*Data shown:*

++++++++++

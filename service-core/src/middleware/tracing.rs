use axum::http::HeaderValue;
use axum::{extract::Request, middleware::Next, response::Response};
use tracing::Instrument;
use uuid::Uuid;

pub const REQUEST_ID_HEADER: &str = "x-request-id";

/// Tag every request with an `x-request-id` (generated when the caller sent
/// none), run the handler inside a `request` span carrying it, and echo the
/// id on the response.
pub async fn request_id_middleware(mut req: Request, next: Next) -> Response {
    let request_id = req
        .headers()
        .get(REQUEST_ID_HEADER)
        .and_then(|h| h.to_str().ok())
        .filter(|s| !s.is_empty())
        .map(|s| s.to_string())
        .unwrap_or_else(|| Uuid::new_v4().to_string());

    if let Ok(header_value) = HeaderValue::from_str(&request_id) {
        req.headers_mut().insert(REQUEST_ID_HEADER, header_value);
    }

    let span = tracing::info_span!(
        "request",
        request_id = %request_id,
        method = %req.method(),
        path = %req.uri().path(),
    );

    let mut response = next.run(req).instrument(span).await;

    if let Ok(header_value) = HeaderValue::from_str(&request_id) {
        response
            .headers_mut()
            .insert(REQUEST_ID_HEADER, header_value);
    }

    response
}
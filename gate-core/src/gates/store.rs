//! Owning collection of committed regions.
//!
//! The collection enforces the "at most one selected" rule and is the home
//! of the post-commit operations: hit-testing, gating queries, translation,
//! handle resize, and axis rescaling.

use log::debug;
use rustc_hash::FxHashMap;

use crate::error::{GateError, Result};
use crate::gates::drag::DragData;
use crate::gates::region::{Region, RegionGeometry, RegionId};
use crate::scale::transform::{Axis, Transform};

#[derive(Default)]
pub struct RegionCollection {
    regions: FxHashMap<RegionId, Region>,
    // Insertion order, for deterministic iteration and hit-test priority.
    order: Vec<RegionId>,
    selected: Option<RegionId>,
}

impl RegionCollection {
    pub fn new() -> Self {
        Self::default()
    }

    pub fn len(&self) -> usize {
        self.order.len()
    }

    pub fn is_empty(&self) -> bool {
        self.order.is_empty()
    }

    pub fn insert(&mut self, region: Region) {
        let id = region.id();
        if self.regions.insert(id.clone(), region).is_none() {
            self.order.push(id);
        }
    }

    pub fn remove(&mut self, id: &RegionId) -> Option<Region> {
        let region = self.regions.remove(id)?;
        self.order.retain(|existing| existing != id);
        if self.selected.as_ref() == Some(id) {
            self.selected = None;
        }
        debug!("removed region {id}");
        Some(region)
    }

    pub fn get(&self, id: &RegionId) -> Option<&Region> {
        self.regions.get(id)
    }

    pub fn iter(&self) -> impl Iterator<Item = &Region> {
        self.order.iter().filter_map(|id| self.regions.get(id))
    }

    pub fn ids(&self) -> &[RegionId] {
        &self.order
    }

    pub fn selected_id(&self) -> Option<&RegionId> {
        self.selected.as_ref()
    }

    pub fn selected(&self) -> Option<&Region> {
        self.selected.as_ref().and_then(|id| self.regions.get(id))
    }

    /// Select `id` (or clear the selection with `None`), deselecting any
    /// previously selected region first. Returns whether the selection
    /// actually changed.
    pub fn select(&mut self, id: Option<&RegionId>) -> Result<bool> {
        if let Some(id) = id {
            if !self.regions.contains_key(id) {
                return Err(GateError::UnknownRegion(id.clone()));
            }
        }
        if self.selected.as_ref() == id {
            return Ok(false);
        }
        if let Some(previous) = self.selected.take() {
            if let Some(region) = self.regions.get_mut(&previous) {
                region.set_selected(false);
            }
        }
        if let Some(id) = id {
            if let Some(region) = self.regions.get_mut(id) {
                region.set_selected(true);
            }
            self.selected = Some(id.clone());
        }
        debug!("selection changed to {:?}", self.selected);
        Ok(true)
    }

    /// Region whose outline lies within `tolerance` of `point`; the nearest
    /// hit wins.
    pub fn hit_test(&self, point: (f32, f32), tolerance: (f32, f32)) -> Option<RegionId> {
        let mut best: Option<(f32, RegionId)> = None;
        for region in self.iter() {
            if let Some(dist) = region.hit_perimeter(point, tolerance) {
                if best.as_ref().is_none_or(|(d, _)| dist < *d) {
                    best = Some((dist, region.id()));
                }
            }
        }
        best.map(|(_, id)| id)
    }

    /// Handle index of the *selected* region within `tolerance` of `point`.
    /// Unselected regions' handles never intercept pointer input.
    pub fn hit_test_handle(&self, point: (f32, f32), tolerance: (f32, f32)) -> Option<usize> {
        let region = self.selected()?;
        region
            .handle_points()
            .iter()
            .position(|(hx, hy)| {
                (point.0 - hx).abs() <= tolerance.0 && (point.1 - hy).abs() <= tolerance.1
            })
    }

    pub fn contains_point(&self, id: &RegionId, point: (f32, f32)) -> Result<bool> {
        self.regions
            .get(id)
            .ok_or_else(|| GateError::UnknownRegion(id.clone()))?
            .contains(point)
    }

    /// Per-point membership mask against the region `id`.
    pub fn gate_mask(&self, id: &RegionId, points: &[(f32, f32)]) -> Result<Vec<bool>> {
        let region = self
            .regions
            .get(id)
            .ok_or_else(|| GateError::UnknownRegion(id.clone()))?;
        points.iter().map(|p| region.contains(*p)).collect()
    }

    pub fn count_inside(&self, id: &RegionId, points: &[(f32, f32)]) -> Result<usize> {
        Ok(self
            .gate_mask(id, points)?
            .into_iter()
            .filter(|inside| *inside)
            .count())
    }

    /// Translate a region by the net offset of a drag gesture.
    pub fn move_region(&mut self, id: &RegionId, drag: DragData) -> Result<()> {
        let region = self
            .regions
            .get_mut(id)
            .ok_or_else(|| GateError::UnknownRegion(id.clone()))?;
        let (dx, dy) = drag.offset();
        region.translate(dx, dy);
        Ok(())
    }

    /// Move a single handle of a region to a new position.
    pub fn move_region_point(
        &mut self,
        id: &RegionId,
        point_index: usize,
        new_point: (f32, f32),
    ) -> Result<()> {
        let region = self
            .regions
            .get_mut(id)
            .ok_or_else(|| GateError::UnknownRegion(id.clone()))?;
        region.move_vertex(point_index, new_point)
    }

    /// Re-express every region after one axis changes transform: each
    /// coordinate on that axis is mapped back to raw space under `old` and
    /// forward under `new`. Failures are collected per region.
    pub fn rescale(
        &mut self,
        axis: Axis,
        old: &Transform,
        new: &Transform,
    ) -> std::result::Result<(), Vec<GateError>> {
        let mut errors = vec![];
        for region in self.regions.values_mut() {
            if let Err(err) = rescale_region(region, axis, old, new) {
                errors.push(err);
            }
        }
        if errors.is_empty() { Ok(()) } else { Err(errors) }
    }
}

fn rescale_region(
    region: &mut Region,
    axis: Axis,
    old: &Transform,
    new: &Transform,
) -> Result<()> {
    let remap = |v: f32| -> Result<f32> { new.apply(old.invert(v)?) };
    let remap_point = |p: &mut (f32, f32)| -> Result<()> {
        match axis {
            Axis::X => p.0 = remap(p.0)?,
            Axis::Y => p.1 = remap(p.1)?,
        }
        Ok(())
    };

    match &mut region.geometry {
        RegionGeometry::Rectangle { origin, size } | RegionGeometry::Ellipse { origin, size } => {
            // Transform both corners; the transforms are monotonic but the
            // box still gets rebuilt from min/extent to be safe.
            let mut near = *origin;
            let mut far = (origin.0 + size.0, origin.1 + size.1);
            remap_point(&mut near)?;
            remap_point(&mut far)?;
            *origin = (near.0.min(far.0), near.1.min(far.1));
            *size = ((far.0 - near.0).abs(), (far.1 - near.1).abs());
        }
        RegionGeometry::Polygon { vertices, .. } => {
            for v in vertices.iter_mut() {
                remap_point(v)?;
            }
        }
        RegionGeometry::LineSegment { points } => {
            for p in points.iter_mut() {
                remap_point(p)?;
            }
        }
    }
    Ok(())
}

#[cfg(test)]
mod tests {
    use super::*;
    use crate::gates::region::RegionGeometry;
    use crate::gates::styles::RegionStyle;
    use std::sync::Arc;

    fn collection_of_three() -> (RegionCollection, [RegionId; 3]) {
        let mut collection = RegionCollection::new();
        let ids: [RegionId; 3] = [Arc::from("a"), Arc::from("b"), Arc::from("c")];
        for (i, id) in ids.iter().enumerate() {
            collection.insert(Region::new(
                id.clone(),
                RegionGeometry::Rectangle {
                    origin: (i as f32 * 100.0, 0.0),
                    size: (50.0, 50.0),
                },
                RegionStyle::default(),
            ));
        }
        (collection, ids)
    }

    #[test]
    fn at_most_one_region_selected() {
        let (mut collection, ids) = collection_of_three();

        assert!(collection.select(Some(&ids[0])).unwrap());
        assert!(collection.select(Some(&ids[1])).unwrap());

        let selected: Vec<_> = collection.iter().filter(|r| r.is_selected()).collect();
        assert_eq!(selected.len(), 1);
        assert_eq!(selected[0].id(), ids[1]);

        // Re-selecting the same region is not a change.
        assert!(!collection.select(Some(&ids[1])).unwrap());

        assert!(collection.select(None).unwrap());
        assert!(collection.iter().all(|r| !r.is_selected()));
    }

    #[test]
    fn selecting_unknown_region_fails() {
        let (mut collection, _) = collection_of_three();
        let ghost: RegionId = Arc::from("ghost");
        assert!(matches!(
            collection.select(Some(&ghost)),
            Err(GateError::UnknownRegion(_))
        ));
    }

    #[test]
    fn removal_clears_selection() {
        let (mut collection, ids) = collection_of_three();
        collection.select(Some(&ids[2])).unwrap();
        let removed = collection.remove(&ids[2]).unwrap();
        assert_eq!(removed.id(), ids[2]);
        assert!(collection.selected_id().is_none());
        assert_eq!(collection.len(), 2);
    }

    #[test]
    fn hit_test_picks_nearest_outline() {
        let (collection, ids) = collection_of_three();
        // Just right of region "a"'s right edge at x=50, far from "b" at 100.
        let hit = collection.hit_test((52.0, 25.0), (5.0, 5.0)).unwrap();
        assert_eq!(hit, ids[0]);
        assert!(collection.hit_test((75.0, 25.0), (5.0, 5.0)).is_none());
    }

    #[test]
    fn handle_hits_require_selection() {
        let (mut collection, ids) = collection_of_three();
        // Corner handle of "a" at (0, 0).
        assert!(collection.hit_test_handle((1.0, 1.0), (3.0, 3.0)).is_none());
        collection.select(Some(&ids[0])).unwrap();
        assert_eq!(collection.hit_test_handle((1.0, 1.0), (3.0, 3.0)), Some(0));
    }

    #[test]
    fn gating_mask_and_count() {
        let (collection, ids) = collection_of_three();
        let points = [(10.0, 10.0), (120.0, 10.0), (300.0, 300.0)];
        let mask = collection.gate_mask(&ids[0], &points).unwrap();
        assert_eq!(mask, vec![true, false, false]);
        assert_eq!(collection.count_inside(&ids[1], &points).unwrap(), 1);
    }

    #[test]
    fn drag_translates_by_net_offset() {
        let (mut collection, ids) = collection_of_three();
        let drag = DragData::new((10.0, 10.0), (35.0, 20.0));
        collection.move_region(&ids[0], drag).unwrap();
        let region = collection.get(&ids[0]).unwrap();
        assert!(region.contains((74.9, 59.9)).unwrap());
        assert!(!region.contains((10.0, 5.0)).unwrap());
    }

    #[test]
    fn rescale_round_trips_through_raw_space() {
        let (mut collection, ids) = collection_of_three();
        let old = Transform::Linear;
        let new = Transform::Arcsinh { cofactor: 5.0 };
        collection.rescale(Axis::X, &old, &new).unwrap();
        collection.rescale(Axis::X, &new, &old).unwrap();
        let region = collection.get(&ids[0]).unwrap();
        if let RegionGeometry::Rectangle { origin, size } = region.geometry {
            assert!((origin.0 - 0.0).abs() < 1e-3);
            assert!((size.0 - 50.0).abs() < 1e-3);
        } else {
            panic!("expected rectangle");
        }
    }
}
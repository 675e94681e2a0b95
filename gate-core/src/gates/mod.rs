//! Region editor: drag-to-create gates, selection, and gating queries.

pub mod draft;
pub mod drag;
pub mod editor;
pub mod region;
pub mod shape;
pub mod shapes;
pub mod store;
pub mod styles;

pub use draft::Draft;
pub use drag::{DragData, PointDragData};
pub use editor::{Button, EditorConfig, EditorEvent, GateEditor, Tool};
pub use region::{Region, RegionGeometry, RegionId, RegionKind};
pub use shapes::{RenderShape, ShapeRole};
pub use store::RegionCollection;
pub use styles::{Color, DrawingStyle, HandleStyle, RegionStyle};
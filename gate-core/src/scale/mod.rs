//! Non-linear axis scale engine.
//!
//! A pure function of the visible range: the host supplies `[min, max]` on
//! every layout pass and receives major/minor tick metadata to draw. No
//! state is kept beyond the mode + threshold configuration.

pub mod labels;
pub mod ticks;
pub mod transform;

pub use labels::format_tick;
pub use ticks::compute_ticks;
pub use transform::{Axis, AxisInfo, Transform};

/// One axis graduation: a position in data units and its label. Minor ticks
/// carry empty labels.
#[derive(Debug, Clone, PartialEq)]
pub struct Tick {
    pub position: f32,
    pub label: String,
}

/// Computed tick output. `major` and `minor` are each sorted ascending and
/// disjoint as position sets (a position present in both is kept as major).
#[derive(Debug, Clone, PartialEq, Default)]
pub struct TickSet {
    pub major: Vec<Tick>,
    pub minor: Vec<Tick>,
}

impl TickSet {
    pub fn is_empty(&self) -> bool {
        self.major.is_empty() && self.minor.is_empty()
    }

    pub fn major_positions(&self) -> Vec<f32> {
        self.major.iter().map(|t| t.position).collect()
    }

    pub fn minor_positions(&self) -> Vec<f32> {
        self.minor.iter().map(|t| t.position).collect()
    }
}

#[derive(Debug, Clone, Copy, PartialEq, Eq)]
pub enum ScaleMode {
    /// Evenly spaced ticks at threshold/5 (major) and threshold/20 (minor)
    /// over the part of the range inside `[0, threshold]`.
    Linear,
    /// Decade ticks over the whole range; values <= 0 are clamped to a small
    /// epsilon before the logarithm.
    Logarithmic,
    /// Linear below the threshold, decades above it.
    LinearThenLog,
    /// Bi-exponential: linear inside `[-threshold, threshold]`, decades in
    /// magnitude on both sides.
    SymmetricLog,
}

/// Mode + threshold packaged as a value, for hosts that keep one per axis.
#[derive(Debug, Clone, Copy, PartialEq)]
pub struct AxisScale {
    pub mode: ScaleMode,
    pub linear_threshold: f32,
}

impl AxisScale {
    pub fn new(mode: ScaleMode) -> Self {
        Self {
            mode,
            linear_threshold: 100.0,
        }
    }

    pub fn with_threshold(mode: ScaleMode, linear_threshold: f32) -> Self {
        Self {
            mode,
            linear_threshold,
        }
    }

    pub fn compute_ticks(&self, visible_min: f32, visible_max: f32) -> TickSet {
        ticks::compute_ticks(visible_min, visible_max, self.mode, self.linear_threshold)
    }
}

/// Index-labeled axis: one major tick per entry, positioned at its index.
/// Used for category-like axes (e.g. a detector wavelength per channel).
pub fn indexed_ticks<S: AsRef<str>>(labels: &[S]) -> TickSet {
    TickSet {
        major: labels
            .iter()
            .enumerate()
            .map(|(index, label)| Tick {
                position: index as f32,
                label: label.as_ref().to_string(),
            })
            .collect(),
        minor: vec![],
    }
}
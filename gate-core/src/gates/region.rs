//! Committed region (gate) values and their geometric queries.

use std::sync::Arc;

use crate::error::{GateError, Result};
use crate::gates::drag::PointDragData;
use crate::gates::shape;
use crate::gates::shapes::RenderShape;
use crate::gates::styles::RegionStyle;

pub type RegionId = Arc<str>;

#[derive(Debug, Clone, Copy, PartialEq, Eq)]
pub enum RegionKind {
    Rectangle,
    Ellipse,
    Polygon,
    LineSegment,
}

/// Geometry of a committed region, in data coordinates.
///
/// Rectangles and ellipses are axis-aligned: `origin` is the minimum corner
/// of the bounding box and `size` is non-negative. A polygon is an ordered
/// vertex loop; `closed` records whether the loop has been connected back to
/// its first vertex. A line segment chain carries at least two points.
#[derive(Debug, Clone, PartialEq)]
pub enum RegionGeometry {
    Rectangle {
        origin: (f32, f32),
        size: (f32, f32),
    },
    Ellipse {
        origin: (f32, f32),
        size: (f32, f32),
    },
    Polygon {
        vertices: Vec<(f32, f32)>,
        closed: bool,
    },
    LineSegment {
        points: Vec<(f32, f32)>,
    },
}

impl RegionGeometry {
    pub fn kind(&self) -> RegionKind {
        match self {
            RegionGeometry::Rectangle { .. } => RegionKind::Rectangle,
            RegionGeometry::Ellipse { .. } => RegionKind::Ellipse,
            RegionGeometry::Polygon { .. } => RegionKind::Polygon,
            RegionGeometry::LineSegment { .. } => RegionKind::LineSegment,
        }
    }
}

#[derive(Debug, Clone, PartialEq)]
pub struct Region {
    id: RegionId,
    pub geometry: RegionGeometry,
    pub style: RegionStyle,
    selected: bool,
}

impl Region {
    pub fn new(id: RegionId, geometry: RegionGeometry, style: RegionStyle) -> Self {
        Self {
            id,
            geometry,
            style,
            selected: false,
        }
    }

    pub fn id(&self) -> RegionId {
        self.id.clone()
    }

    pub fn kind(&self) -> RegionKind {
        self.geometry.kind()
    }

    pub fn is_selected(&self) -> bool {
        self.selected
    }

    /// Selection exclusivity is the collection's job; it is the only caller.
    pub(crate) fn set_selected(&mut self, selected: bool) {
        self.selected = selected;
    }

    /// Whether `point` lies inside the region, boundary inclusive.
    ///
    /// Fails with [`GateError::InvalidRegionState`] for an open polygon, a
    /// vertex list too short for the kind, or a line segment (no interior).
    pub fn contains(&self, point: (f32, f32)) -> Result<bool> {
        let (px, py) = point;
        match &self.geometry {
            RegionGeometry::Rectangle { origin, size } => {
                let (ox, oy) = *origin;
                let (w, h) = *size;
                Ok(px >= ox && px <= ox + w && py >= oy && py <= oy + h)
            }
            RegionGeometry::Ellipse { origin, size } => {
                let (rx, ry) = (size.0 / 2.0, size.1 / 2.0);
                if rx <= 0.0 || ry <= 0.0 {
                    return Ok(false);
                }
                let cx = origin.0 + rx;
                let cy = origin.1 + ry;
                let nx = (px - cx) / rx;
                let ny = (py - cy) / ry;
                Ok(nx * nx + ny * ny <= 1.0)
            }
            RegionGeometry::Polygon { vertices, closed } => {
                if !closed {
                    return Err(GateError::InvalidRegionState(
                        "containment query against an open polygon",
                    ));
                }
                if vertices.len() < 3 {
                    return Err(GateError::InvalidRegionState(
                        "closed polygon has fewer than 3 vertices",
                    ));
                }
                Ok(shape::polygon::point_in_polygon(point, vertices))
            }
            RegionGeometry::LineSegment { .. } => Err(GateError::InvalidRegionState(
                "line segment region has no interior",
            )),
        }
    }

    /// Vertices of the region outline, in drawing order.
    pub fn points(&self) -> Vec<(f32, f32)> {
        match &self.geometry {
            RegionGeometry::Rectangle { origin, size } => {
                shape::rectangle::corner_points(*origin, *size)
            }
            RegionGeometry::Ellipse { origin, size } => {
                let (rx, ry) = (size.0 / 2.0, size.1 / 2.0);
                vec![(origin.0 + rx, origin.1 + ry)]
            }
            RegionGeometry::Polygon { vertices, .. } => vertices.clone(),
            RegionGeometry::LineSegment { points } => points.clone(),
        }
    }

    /// Positions of the resize handles. Ellipses carry none by default.
    pub fn handle_points(&self) -> Vec<(f32, f32)> {
        match &self.geometry {
            RegionGeometry::Rectangle { origin, size } => {
                shape::rectangle::handle_points(*origin, *size)
            }
            RegionGeometry::Ellipse { .. } => vec![],
            RegionGeometry::Polygon { vertices, .. } => vertices.clone(),
            RegionGeometry::LineSegment { points } => points.clone(),
        }
    }

    /// Shift the whole region by `(dx, dy)`.
    pub fn translate(&mut self, dx: f32, dy: f32) {
        match &mut self.geometry {
            RegionGeometry::Rectangle { origin, .. } | RegionGeometry::Ellipse { origin, .. } => {
                origin.0 += dx;
                origin.1 += dy;
            }
            RegionGeometry::Polygon { vertices, .. } => {
                for v in vertices.iter_mut() {
                    v.0 += dx;
                    v.1 += dy;
                }
            }
            RegionGeometry::LineSegment { points } => {
                for p in points.iter_mut() {
                    p.0 += dx;
                    p.1 += dy;
                }
            }
        }
    }

    /// Move the handle at `index` to `point`, reshaping the region.
    pub fn move_vertex(&mut self, index: usize, point: (f32, f32)) -> Result<()> {
        match &mut self.geometry {
            RegionGeometry::Rectangle { origin, size } => {
                let (new_origin, new_size) = shape::rectangle::move_handle(*origin, *size, index, point)?;
                *origin = new_origin;
                *size = new_size;
                Ok(())
            }
            RegionGeometry::Ellipse { .. } => {
                Err(GateError::InvalidPointIndex { index, len: 0 })
            }
            RegionGeometry::Polygon { vertices, .. } => {
                let len = vertices.len();
                let v = vertices
                    .get_mut(index)
                    .ok_or(GateError::InvalidPointIndex { index, len })?;
                *v = point;
                Ok(())
            }
            RegionGeometry::LineSegment { points } => {
                let len = points.len();
                let p = points
                    .get_mut(index)
                    .ok_or(GateError::InvalidPointIndex { index, len })?;
                *p = point;
                Ok(())
            }
        }
    }

    /// Shape list for the host renderer: outline + handles, plus the ghost
    /// preview when one of the handles is mid-drag.
    pub fn shapes(&self, drag_point: Option<&PointDragData>) -> Vec<RenderShape> {
        shape::draw_region(self, drag_point)
    }

    /// Smallest distance from `point` to the region outline, if within the
    /// rectangular `tolerance` box.
    pub fn hit_perimeter(&self, point: (f32, f32), tolerance: (f32, f32)) -> Option<f32> {
        shape::hit_perimeter(self, point, tolerance)
    }
}

#[cfg(test)]
mod tests {
    use super::*;

    fn rect(origin: (f32, f32), size: (f32, f32)) -> Region {
        Region::new(
            Arc::from("r"),
            RegionGeometry::Rectangle { origin, size },
            RegionStyle::default(),
        )
    }

    #[test]
    fn rectangle_containment_is_boundary_inclusive() {
        let r = rect((0.0, 0.0), (100.0, 100.0));
        assert!(r.contains((50.0, 50.0)).unwrap());
        assert!(!r.contains((150.0, 50.0)).unwrap());
        assert!(r.contains((100.0, 50.0)).unwrap());
        assert!(r.contains((0.0, 0.0)).unwrap());
        assert!(!r.contains((50.0, -0.001)).unwrap());
    }

    #[test]
    fn ellipse_containment_uses_normalized_distance() {
        let e = Region::new(
            Arc::from("e"),
            RegionGeometry::Ellipse {
                origin: (0.0, 0.0),
                size: (100.0, 50.0),
            },
            RegionStyle::default(),
        );
        assert!(e.contains((50.0, 25.0)).unwrap());
        assert!(e.contains((100.0, 25.0)).unwrap());
        assert!(e.contains((50.0, 50.0)).unwrap());
        // Bounding-box corner lies outside the ellipse.
        assert!(!e.contains((100.0, 50.0)).unwrap());
        assert!(!e.contains((-1.0, 25.0)).unwrap());
    }

    #[test]
    fn open_polygon_containment_fails() {
        let p = Region::new(
            Arc::from("p"),
            RegionGeometry::Polygon {
                vertices: vec![(0.0, 0.0), (10.0, 0.0), (10.0, 10.0)],
                closed: false,
            },
            RegionStyle::default(),
        );
        assert!(matches!(
            p.contains((5.0, 5.0)),
            Err(GateError::InvalidRegionState(_))
        ));
    }

    #[test]
    fn closed_polygon_containment() {
        let p = Region::new(
            Arc::from("p"),
            RegionGeometry::Polygon {
                vertices: vec![(0.0, 0.0), (10.0, 0.0), (10.0, 10.0), (0.0, 10.0)],
                closed: true,
            },
            RegionStyle::default(),
        );
        assert!(p.contains((5.0, 5.0)).unwrap());
        assert!(!p.contains((15.0, 5.0)).unwrap());
    }

    #[test]
    fn line_segment_has_no_interior() {
        let l = Region::new(
            Arc::from("l"),
            RegionGeometry::LineSegment {
                points: vec![(0.0, 0.0), (10.0, 10.0)],
            },
            RegionStyle::default(),
        );
        assert!(matches!(
            l.contains((5.0, 5.0)),
            Err(GateError::InvalidRegionState(_))
        ));
    }

    #[test]
    fn translate_shifts_all_coordinates() {
        let mut r = rect((10.0, 20.0), (30.0, 40.0));
        r.translate(5.0, -5.0);
        assert_eq!(
            r.geometry,
            RegionGeometry::Rectangle {
                origin: (15.0, 15.0),
                size: (30.0, 40.0),
            }
        );
    }

    #[test]
    fn move_vertex_out_of_range_is_an_error() {
        let mut p = Region::new(
            Arc::from("p"),
            RegionGeometry::Polygon {
                vertices: vec![(0.0, 0.0), (10.0, 0.0), (5.0, 5.0)],
                closed: true,
            },
            RegionStyle::default(),
        );
        assert!(matches!(
            p.move_vertex(7, (1.0, 1.0)),
            Err(GateError::InvalidPointIndex { index: 7, len: 3 })
        ));
        p.move_vertex(2, (5.0, 9.0)).unwrap();
        assert!(p.contains((5.0, 8.0)).unwrap());
    }
}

++++++++++

*Your instructions:* Please reply with an exact copy of the lines above, starting at the first and ending at the line that holds "on the response.".

*Answer to this exercise:*
filename service-core/src/middleware/tracing.rs
use axum::http::HeaderValue;
use axum::{extract::Request, middleware::Next, response::Response};
use tracing::Instrument;
use uuid::Uuid;

pub const REQUEST_ID_HEADER: &str = "x-request-id";

/// Tag every request with an `x-request-id` (generated when the caller sent
/// none), run the handler inside a `request` span carrying it, and echo the
/// id on the response.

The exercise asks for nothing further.